There might be mitigating circumstances for some of Wentz’s problems — bad weather, depleted supporting cast — but this is the NFL, so disproportionate blame for losses comes with the territory every bit as much as effulgent praise accompanies triumph for the quarterback. Hordes of Eagles fans spent Sunday afternoon lamenting the team allowing Super Bowl LII MVP Nick Foles escape to Jacksonville, though he isn’t exactly setting the world on fire there, and keeping Wentz on account of the draft capital the team used on him in 2016.
As little as Eagles fans want to have Dallas used as an example for their team, Dak Prescott offers a teachable lesson within the division. Quarterback progression is not always linear. Some quarterbacks go through periods of regression within their development before hitting their peak. Prescott has emerged out of the other end of a slump period when he looked like he might be middling at best. Wentz has had a down season after what had mostly been upward trajectory through his first three years, though injuries might have delayed this cycle of development by costing him time and reps.
Normally, the best course of action would be to ride it out. Sometimes quarterbacks just have to work through the tough times and smooth out mechanical or mental errors with the lessons learned by mistakes. But the fact that the Eagles remain in contention despite their poor record, and the fact that Wentz has at least something of a medical issue, allows them to be bold in this instance. Turning to the 40-year-old Josh McCown would be the move only if they wanted to wave the white flag on 2019. No, the Eagles should be the team that brings Colin Kaepernick back into the NFL.

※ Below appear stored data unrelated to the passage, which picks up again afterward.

//! Conversation domain module.
//!
//! # Module Structure
//!
//! - `model`: Session and collection models (`ConversationSession`, `ConversationCollection`)
//! - `message`: Chat message types (`MessageRole`, `ChatMessage`)
//! - `repository`: Repository trait for conversation persistence

mod message;
mod model;
mod repository;

// Re-export public API
pub use message::{ChatMessage, MessageRole};
pub use model::{ConversationCollection, ConversationSession, TITLE_MAX_CHARS};
pub use repository::ConversationRepository;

After all, the Eagles were one of the eight teams to attend Kaepernick’s rescheduled workout last week. Philly has long been identified as one of the more likely landing spots for Kaepernick if he did return, as the team has been more receptive than most to players committed to social justice issues. What’s more, bringing in Kaepernick now allows Philly to be proactive about its QB situation. McCown already retired before joining the Eagles for a backup job this year. It’s unlikely a veteran of that age would be worth such a potentially significant role. Kaepernick easily upgrades the Eagles at potential backup, and if he does well enough down the stretch, he could potentially serve as competition for the starting role with Wentz next season. Depending on how ownership circles really feel, the league might have a measure of gratitude to the Eagles for bearing the brunt of the media circus likely to accompany his return — and for defanging one of the more damaging critiques of the league in recent years.

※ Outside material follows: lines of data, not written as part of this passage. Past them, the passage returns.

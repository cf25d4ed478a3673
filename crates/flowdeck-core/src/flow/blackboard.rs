//! Read-only mirror of the remote flow's shared blackboard.
//!
//! The backend owns this data; the client holds an eventually-consistent
//! copy that is replaced wholesale on every successful poll. No field is
//! ever patched incrementally, so consumers must re-read derived values
//! after each poll instead of assuming deltas.

use serde::{Deserialize, Serialize};
use std::collections::HashMap;

/// The project being worked on by the remote flow.
#[derive(Debug, Clone, Default, PartialEq, Serialize, Deserialize)]
pub struct Project {
    /// The request made by the user, in natural language.
    #[serde(default)]
    pub user_request: String,
    /// Namespaces recorded directly on the project.
    #[serde(default)]
    pub namespaces: Vec<String>,
    /// The first, high-level plan of the project.
    #[serde(default)]
    pub basic_plan: Option<String>,
    /// The refined plan of the project.
    #[serde(default)]
    pub advanced_plan: Option<String>,
}

/// General information about the target cluster.
#[derive(Debug, Clone, Default, PartialEq, Serialize, Deserialize)]
pub struct GeneralInfo {
    /// Namespaces of the cluster.
    #[serde(default)]
    pub namespaces: Vec<String>,
}

/// One completed task as recorded by a remote agent.
#[derive(Debug, Clone, Default, PartialEq, Serialize, Deserialize)]
pub struct Record {
    /// Agent which completed the task.
    #[serde(default)]
    pub agent: String,
    /// Name of the task completed.
    #[serde(default)]
    pub task_name: String,
    /// Description of the completed task, including anything useful for
    /// later steps or debugging.
    #[serde(default)]
    pub task_description: String,
}

/// A loosely-typed event emitted by the remote flow.
///
/// The backend sends free-form payloads here; the mirror does not try to
/// interpret them.
#[derive(Debug, Clone, Default, PartialEq, Serialize, Deserialize)]
pub struct FlowEvent {
    #[serde(default)]
    pub data: HashMap<String, serde_json::Value>,
}

/// Severity ranking for issues found by the remote flow.
#[derive(Debug, Clone, Copy, PartialEq, Eq, Serialize, Deserialize)]
#[serde(rename_all = "UPPERCASE")]
pub enum IssueSeverity {
    Low,
    Medium,
    High,
}

impl Default for IssueSeverity {
    fn default() -> Self {
        IssueSeverity::Low
    }
}

impl IssueSeverity {
    fn rank(self) -> u8 {
        match self {
            IssueSeverity::High => 0,
            IssueSeverity::Medium => 1,
            IssueSeverity::Low => 2,
        }
    }
}

/// A problem reported against the current configuration.
#[derive(Debug, Clone, Default, PartialEq, Serialize, Deserialize)]
pub struct Issue {
    /// Brief, illustrative title of the issue.
    #[serde(default)]
    pub issue: String,
    #[serde(default)]
    pub severity: IssueSeverity,
    /// Complete description of the issue, with context.
    #[serde(default)]
    pub problem_description: String,
    /// Path to the manifest file that might be the cause of the issue.
    #[serde(default)]
    pub possible_manifest_file_path: String,
    /// Any additional observations or comments.
    #[serde(default)]
    pub observations: String,
}

/// A manifest file tracked by the remote flow.
#[derive(Debug, Clone, Default, PartialEq, Serialize, Deserialize)]
pub struct Manifest {
    /// Path of the file.
    #[serde(default)]
    pub file_path: String,
    /// Last known-good version of the file.
    #[serde(default)]
    pub last_working_index_version: Option<String>,
    /// Namespace of the manifest.
    #[serde(default)]
    pub namespace: String,
    /// General description of the manifest.
    #[serde(default)]
    pub description: String,
}

/// A container image resolved by the remote flow.
#[derive(Debug, Clone, Default, PartialEq, Serialize, Deserialize)]
pub struct Image {
    /// Tag of the image version ready for production.
    #[serde(default)]
    pub tag: String,
    /// Repository of the image.
    #[serde(default)]
    pub repository: String,
    #[serde(default)]
    pub image_name: String,
    #[serde(default)]
    pub version: String,
    /// Manifest digest, to get image details.
    #[serde(default)]
    pub manifest_digest: String,
    /// Pullable digest of the image.
    #[serde(default)]
    pub pullable_digest: String,
    /// Ports exposed by the image.
    #[serde(default)]
    pub ports: Vec<u16>,
    #[serde(default)]
    pub volumes: Vec<String>,
    #[serde(default)]
    pub environment_variables: Vec<String>,
    /// General description of the image.
    #[serde(default)]
    pub description: String,
}

fn default_phase() -> String {
    "Waiting for kickoff".to_string()
}

/// Snapshot of the remote flow's shared state.
///
/// Tracks the progress and results of the configuration process. Replaced
/// wholesale on each successful poll; a staleness window of one poll
/// interval is expected and acceptable.
#[derive(Debug, Clone, PartialEq, Serialize, Deserialize)]
pub struct Blackboard {
    #[serde(default)]
    pub project: Project,
    #[serde(default)]
    pub general_info: GeneralInfo,
    #[serde(default)]
    pub manifests: Vec<Manifest>,
    #[serde(default)]
    pub images: Vec<Image>,
    #[serde(default)]
    pub issues: Vec<Issue>,
    #[serde(default)]
    pub records: Vec<Record>,
    #[serde(default)]
    pub events: Vec<FlowEvent>,
    #[serde(default)]
    pub iterations: u64,
    #[serde(default = "default_phase")]
    pub phase: String,
}

impl Default for Blackboard {
    fn default() -> Self {
        Self {
            project: Project::default(),
            general_info: GeneralInfo::default(),
            manifests: Vec::new(),
            images: Vec::new(),
            issues: Vec::new(),
            records: Vec::new(),
            events: Vec::new(),
            iterations: 0,
            phase: default_phase(),
        }
    }
}

impl Blackboard {
    /// Resets the mirror to its initial state, as done before a new run.
    pub fn reset(&mut self) {
        *self = Blackboard::default();
    }

    /// Issues ordered most severe first.
    pub fn issues_by_severity(&self) -> Vec<&Issue> {
        let mut issues: Vec<&Issue> = self.issues.iter().collect();
        issues.sort_by_key(|i| i.severity.rank());
        issues
    }
}

#[cfg(test)]
mod tests {
    use super::*;

    #[test]
    fn test_default_phase() {
        let board = Blackboard::default();
        assert_eq!(board.phase, "Waiting for kickoff");
        assert_eq!(board.iterations, 0);
    }

    #[test]
    fn test_deserialize_sparse_payload() {
        let board: Blackboard =
            serde_json::from_str("{\"phase\": \"Testing\", \"iterations\": 3}").unwrap();
        assert_eq!(board.phase, "Testing");
        assert_eq!(board.iterations, 3);
        assert!(board.records.is_empty());
    }

    #[test]
    fn test_severity_wire_format_is_uppercase() {
        let issue: Issue = serde_json::from_str(
            "{\"issue\": \"bad probe\", \"severity\": \"HIGH\"}",
        )
        .unwrap();
        assert_eq!(issue.severity, IssueSeverity::High);
    }

    #[test]
    fn test_issues_by_severity_orders_high_first() {
        let mut board = Blackboard::default();
        board.issues = vec![
            Issue {
                issue: "low".to_string(),
                severity: IssueSeverity::Low,
                ..Issue::default()
            },
            Issue {
                issue: "high".to_string(),
                severity: IssueSeverity::High,
                ..Issue::default()
            },
            Issue {
                issue: "medium".to_string(),
                severity: IssueSeverity::Medium,
                ..Issue::default()
            },
        ];
        let ordered = board.issues_by_severity();
        assert_eq!(ordered[0].issue, "high");
        assert_eq!(ordered[1].issue, "medium");
        assert_eq!(ordered[2].issue, "low");
    }

    #[test]
    fn test_reset_restores_initial_state() {
        let mut board = Blackboard::default();
        board.phase = "Deploying".to_string();
        board.iterations = 7;
        board.records.push(Record::default());
        board.reset();
        assert_eq!(board, Blackboard::default());
    }
}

This cycle of speculation has played out over and over since Kaepernick was last employed, though the league has only itself to blame for keeping it going in this case. Even if the unilaterally scheduled workout was a bad-faith effort at showing an attempt to get Kaepernick a job, it did bring him back into the headlines, in a context that reinforces his readiness for action. The Eagles as an organization aren’t obligated to bail out the NFL by any stretch, but they can do themselves and the league at large a lot of good by taking the plunge.